● **Exercise goal**
Select every line below containing the word "UomPressure".

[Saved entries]

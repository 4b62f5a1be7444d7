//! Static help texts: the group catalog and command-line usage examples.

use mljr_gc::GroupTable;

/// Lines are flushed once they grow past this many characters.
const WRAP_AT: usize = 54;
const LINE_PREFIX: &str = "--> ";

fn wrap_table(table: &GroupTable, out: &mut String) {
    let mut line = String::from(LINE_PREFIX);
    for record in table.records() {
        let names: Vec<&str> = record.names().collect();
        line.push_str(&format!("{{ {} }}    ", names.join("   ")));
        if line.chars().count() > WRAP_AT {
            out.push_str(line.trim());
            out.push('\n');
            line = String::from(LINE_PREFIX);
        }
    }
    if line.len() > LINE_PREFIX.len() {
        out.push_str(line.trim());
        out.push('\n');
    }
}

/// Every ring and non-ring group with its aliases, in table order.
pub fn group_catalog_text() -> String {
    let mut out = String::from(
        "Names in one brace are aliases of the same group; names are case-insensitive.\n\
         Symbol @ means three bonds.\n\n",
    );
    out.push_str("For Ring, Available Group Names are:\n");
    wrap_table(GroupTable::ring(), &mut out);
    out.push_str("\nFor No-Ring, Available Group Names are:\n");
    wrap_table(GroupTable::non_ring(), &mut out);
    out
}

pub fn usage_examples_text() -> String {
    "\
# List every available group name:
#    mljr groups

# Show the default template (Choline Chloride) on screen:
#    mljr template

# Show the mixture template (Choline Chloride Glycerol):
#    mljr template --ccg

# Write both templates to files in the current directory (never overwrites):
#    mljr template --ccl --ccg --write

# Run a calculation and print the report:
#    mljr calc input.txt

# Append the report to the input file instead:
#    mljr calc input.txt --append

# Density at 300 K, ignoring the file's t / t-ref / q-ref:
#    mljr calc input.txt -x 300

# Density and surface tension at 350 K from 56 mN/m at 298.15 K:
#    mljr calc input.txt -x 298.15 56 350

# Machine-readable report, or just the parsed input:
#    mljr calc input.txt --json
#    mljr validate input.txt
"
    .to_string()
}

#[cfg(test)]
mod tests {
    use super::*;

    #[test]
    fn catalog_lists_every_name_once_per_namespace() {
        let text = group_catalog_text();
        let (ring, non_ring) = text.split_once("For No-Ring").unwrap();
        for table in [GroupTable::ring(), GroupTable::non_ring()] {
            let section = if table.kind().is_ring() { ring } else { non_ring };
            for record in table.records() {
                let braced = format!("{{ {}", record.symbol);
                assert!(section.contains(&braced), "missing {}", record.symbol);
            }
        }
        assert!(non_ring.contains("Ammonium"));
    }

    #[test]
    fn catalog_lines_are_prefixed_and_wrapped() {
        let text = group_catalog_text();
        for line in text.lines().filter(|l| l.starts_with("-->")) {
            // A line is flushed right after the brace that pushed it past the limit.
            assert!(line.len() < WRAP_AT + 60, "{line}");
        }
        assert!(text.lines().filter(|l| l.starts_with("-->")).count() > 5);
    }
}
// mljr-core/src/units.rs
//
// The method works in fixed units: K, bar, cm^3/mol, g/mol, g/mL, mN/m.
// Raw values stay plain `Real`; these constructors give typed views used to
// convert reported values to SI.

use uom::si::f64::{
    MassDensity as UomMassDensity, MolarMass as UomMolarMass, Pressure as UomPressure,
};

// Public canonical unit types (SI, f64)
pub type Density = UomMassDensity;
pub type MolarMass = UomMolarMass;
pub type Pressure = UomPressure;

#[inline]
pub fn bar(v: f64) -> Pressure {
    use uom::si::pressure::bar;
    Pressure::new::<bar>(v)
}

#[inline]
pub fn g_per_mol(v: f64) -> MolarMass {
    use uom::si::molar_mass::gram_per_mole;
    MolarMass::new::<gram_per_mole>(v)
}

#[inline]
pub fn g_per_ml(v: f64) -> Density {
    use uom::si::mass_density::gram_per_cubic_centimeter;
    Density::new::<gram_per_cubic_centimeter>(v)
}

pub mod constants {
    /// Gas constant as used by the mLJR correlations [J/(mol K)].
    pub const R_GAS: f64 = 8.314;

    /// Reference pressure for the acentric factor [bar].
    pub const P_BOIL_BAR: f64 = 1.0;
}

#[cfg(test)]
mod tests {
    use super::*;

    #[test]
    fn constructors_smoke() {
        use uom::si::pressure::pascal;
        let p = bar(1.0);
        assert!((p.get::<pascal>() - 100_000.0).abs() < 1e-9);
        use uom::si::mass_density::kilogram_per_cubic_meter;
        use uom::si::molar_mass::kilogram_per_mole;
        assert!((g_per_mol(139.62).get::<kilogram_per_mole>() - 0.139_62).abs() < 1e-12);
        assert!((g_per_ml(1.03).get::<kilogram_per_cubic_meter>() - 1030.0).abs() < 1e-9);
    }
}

● **Completed task**
    MassDensity as UomMassDensity, MolarMass as UomMolarMass, Pressure as UomPressure,
pub type Pressure = UomPressure;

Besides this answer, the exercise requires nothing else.